Duy: The government is doing everything it can to re-create a housing bubble

From the Oregonian:

Portland's housing market showed solid improvement in July as prices climbed for the second straight month, reversing what had been a 17-month run of record declines.

The closely watched Standard & Poor's Case-Shiller index published Tuesday showed Portland-area home prices were still down 20 percent from the 2007 peak. Small upticks this summer, even after accounting for seasonal swings, has economists wondering if housing is on the mend. Outside of Oregon, Case-Shiller's 20-city composite index also rose for the second straight month.

"No matter how you measure it, house prices looked to have bottomed, which is the much-needed ingredient required to bake this housing market recovery," wrote Jennifer Lee, economist at BMO Capital Markets.

Not every one is as rosy.

University of Oregon economist Tim Duy said the housing market is seeing a "speculative frenzy fueled by the government."

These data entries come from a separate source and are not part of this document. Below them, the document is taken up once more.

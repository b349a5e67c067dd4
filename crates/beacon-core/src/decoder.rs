//! Beacon frame decoding.
//!
//! [`FrameDecoder`] classifies a [`RawAdvertisement`] into a [`Beacon`]. Frames are
//! tried in order (iBeacon, Eddystone, generic peripheral) and the first match
//! wins. Battery information is read independently of the frame type.
//!
//! Decoding is total: every fixed-length field is bounds-checked, and anything
//! that does not fit a known layout is a non-match for that frame type.

use std::fmt;
use std::sync::Arc;

use tracing::{debug, trace};
use uuid::Uuid;

use crate::distance::{DistanceEstimator, DistanceModel};
use crate::types::{AddressType, Beacon, BeaconKind, RawAdvertisement};

/// Apple company id (`0x004C`, little-endian) followed by the iBeacon type and length.
pub const IBEACON_PREFIX: [u8; 4] = [0x4C, 0x00, 0x02, 0x15];

/// Length of an iBeacon manufacturer-data block including the prefix.
pub const IBEACON_FRAME_LEN: usize = 25;

/// 16-bit service UUID of Eddystone.
pub const EDDYSTONE_SERVICE_UUID: &str = "feaa";

/// 16-bit service UUID of the GATT battery service.
pub const BATTERY_SERVICE_UUID: &str = "180f";

const EDDYSTONE_UID_FRAME: u8 = 0x00;
const EDDYSTONE_EID_FRAME: u8 = 0x30;
const EDDYSTONE_UID_FRAME_LEN: usize = 18;
const EDDYSTONE_EID_FRAME_LEN: usize = 10;

/// Minew devices announce battery in a proprietary service.
const MINEW_ADDRESS_PREFIX: &str = "AC:23:3F";
const MINEW_SERVICE_UUID: &str = "ffe1";
const MINEW_INFO_FRAME: u8 = 0xA1;

const MAX_BATTERY_PERCENT: u8 = 100;

/// Decoder settings, read from the per-cycle configuration snapshot.
#[derive(Debug, Clone, Copy, PartialEq, Eq, Default)]
pub struct DecoderConfig {
    /// Accept random-address peripherals as identifiable devices.
    pub ignore_address_type: bool,

    /// Distance curve used when no custom estimator is installed.
    pub distance_model: DistanceModel,
}

/// Classifies raw advertisements into beacons.
///
/// Holds no mutable state; safe to share and call reentrantly.
#[derive(Clone)]
pub struct FrameDecoder {
    config: DecoderConfig,
    estimator: Arc<dyn DistanceEstimator>,
}

impl fmt::Debug for FrameDecoder {
    fn fmt(&self, f: &mut fmt::Formatter<'_>) -> fmt::Result {
        f.debug_struct("FrameDecoder")
            .field("config", &self.config)
            .finish_non_exhaustive()
    }
}

impl Default for FrameDecoder {
    fn default() -> Self {
        Self::new(DecoderConfig::default())
    }
}

/// Frame-level decode result before signal metadata is attached.
struct Frame {
    kind: BeaconKind,
    calibrated_power: Option<i8>,
}

impl FrameDecoder {
    /// Create a decoder using the configured distance model.
    #[must_use]
    pub fn new(config: DecoderConfig) -> Self {
        Self {
            config,
            estimator: Arc::new(config.distance_model),
        }
    }

    /// Replace the distance curve with a custom estimator.
    #[must_use]
    pub fn with_estimator(mut self, estimator: Arc<dyn DistanceEstimator>) -> Self {
        self.estimator = estimator;
        self
    }

    /// Current decoder settings.
    #[must_use]
    pub const fn config(&self) -> &DecoderConfig {
        &self.config
    }

    /// Decode every advertisement of a scan cycle.
    #[must_use]
    pub fn decode_all(&self, advertisements: &[RawAdvertisement]) -> Vec<Beacon> {
        advertisements.iter().map(|adv| self.decode(adv)).collect()
    }

    /// Decode one advertisement. Never fails; unrecognized frames are `Unknown`.
    #[must_use]
    pub fn decode(&self, adv: &RawAdvertisement) -> Beacon {
        let frame = decode_ibeacon(adv)
            .or_else(|| decode_eddystone(adv))
            .or_else(|| {
                self.decode_peripheral(adv).map(|kind| Frame {
                    kind,
                    calibrated_power: None,
                })
            })
            .unwrap_or(Frame {
                kind: BeaconKind::Unknown,
                calibrated_power: None,
            });

        let distance = frame
            .calibrated_power
            .and_then(|power| self.estimator.estimate(&frame.kind, adv.rssi, power));

        let beacon = Beacon {
            kind: frame.kind,
            address: adv.address.clone(),
            address_type: adv.address_type,
            name: adv.local_name.clone(),
            rssi: adv.rssi,
            calibrated_power: frame.calibrated_power,
            battery_level: battery_level(adv),
            distance,
        };

        trace!(
            address = %adv.address,
            kind = beacon.kind.type_name(),
            rssi = adv.rssi,
            calibrated_power = ?beacon.calibrated_power,
            battery = ?beacon.battery_level,
            "Decoded advertisement"
        );

        beacon
    }

    fn decode_peripheral(&self, adv: &RawAdvertisement) -> Option<BeaconKind> {
        let name = adv.local_name.as_deref().filter(|name| !name.is_empty())?;

        if adv.address_type == AddressType::Random && !self.config.ignore_address_type {
            debug!(
                address = %adv.address,
                name,
                "Ignoring peripheral with random address type"
            );
            return None;
        }

        Some(BeaconKind::GenericPeripheral {
            address: adv.address.clone(),
            name: name.to_string(),
            address_type: adv.address_type,
        })
    }
}

fn decode_ibeacon(adv: &RawAdvertisement) -> Option<Frame> {
    let data = adv.manufacturer_data.as_deref()?;
    let frame: &[u8; IBEACON_FRAME_LEN] = data.try_into().ok()?;
    if frame[..4] != IBEACON_PREFIX {
        return None;
    }

    let mut uuid = [0u8; 16];
    uuid.copy_from_slice(&frame[4..20]);

    Some(Frame {
        kind: BeaconKind::IBeacon {
            uuid: Uuid::from_bytes(uuid),
            major: u16::from_be_bytes([frame[20], frame[21]]),
            minor: u16::from_be_bytes([frame[22], frame[23]]),
        },
        calibrated_power: Some(i8::from_be_bytes([frame[24]])),
    })
}

fn decode_eddystone(adv: &RawAdvertisement) -> Option<Frame> {
    adv.service_payloads(EDDYSTONE_SERVICE_UUID)
        .find_map(parse_eddystone_id_frame)
}

/// Parse an Eddystone UID or EID frame. Other frame types (URL, TLM) are skipped.
///
/// An EID frame carries 8 identifier bytes; they are zero-padded into the
/// namespace and instance fields.
fn parse_eddystone_id_frame(data: &[u8]) -> Option<Frame> {
    let frame_type = data.first()? & 0xF0;
    let min_len = match frame_type {
        EDDYSTONE_UID_FRAME => EDDYSTONE_UID_FRAME_LEN,
        EDDYSTONE_EID_FRAME => EDDYSTONE_EID_FRAME_LEN,
        _ => return None,
    };
    if data.len() < min_len {
        return None;
    }

    let mut id = [0u8; EDDYSTONE_UID_FRAME_LEN - 2];
    let body = &data[2..data.len().min(EDDYSTONE_UID_FRAME_LEN)];
    id[..body.len()].copy_from_slice(body);

    let mut namespace = [0u8; 10];
    namespace.copy_from_slice(&id[..10]);
    let mut instance = [0u8; 6];
    instance.copy_from_slice(&id[10..]);

    let kind = match frame_type {
        EDDYSTONE_UID_FRAME => BeaconKind::EddystoneUid {
            namespace,
            instance,
        },
        EDDYSTONE_EID_FRAME => BeaconKind::EddystoneEid {
            namespace,
            instance,
        },
        _ => return None,
    };

    Some(Frame {
        kind,
        calibrated_power: Some(i8::from_be_bytes([data[1]])),
    })
}

/// Battery percentage, from the Minew vendor service or the GATT battery service.
fn battery_level(adv: &RawAdvertisement) -> Option<u8> {
    minew_battery_level(adv).or_else(|| {
        adv.service_payloads(BATTERY_SERVICE_UUID)
            .filter_map(|data| data.first().copied())
            .filter(|level| *level <= MAX_BATTERY_PERCENT)
            .last()
    })
}

fn minew_battery_level(adv: &RawAdvertisement) -> Option<u8> {
    let is_minew = adv
        .address
        .get(..MINEW_ADDRESS_PREFIX.len())
        .is_some_and(|prefix| prefix.eq_ignore_ascii_case(MINEW_ADDRESS_PREFIX));
    if !is_minew {
        return None;
    }

    adv.service_payloads(MINEW_SERVICE_UUID)
        .filter(|data| data.first() == Some(&MINEW_INFO_FRAME))
        .filter_map(|data| data.get(2).copied())
        .filter(|level| *level <= MAX_BATTERY_PERCENT)
        .last()
}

The market has been buoyed by a drop in supply thanks to homeowners reluctance to sell in a down market. There's been a bump in demand thanks to federal enticements. Those two factors helped stabilize prices and even prompted small growth, Duy points out.

But how sustainable is that growth?

"The government is doing everything it can to re-create a housing bubble," Duy said.

The federal government's aid includes low interest rates, an $8,000 first-time buyer tax credit and 3.5 percent down payment loans from the Federal Housing Administration. The tax credit is set to expire at the end of November and the Federal Housing Administration is having its own financial troubles.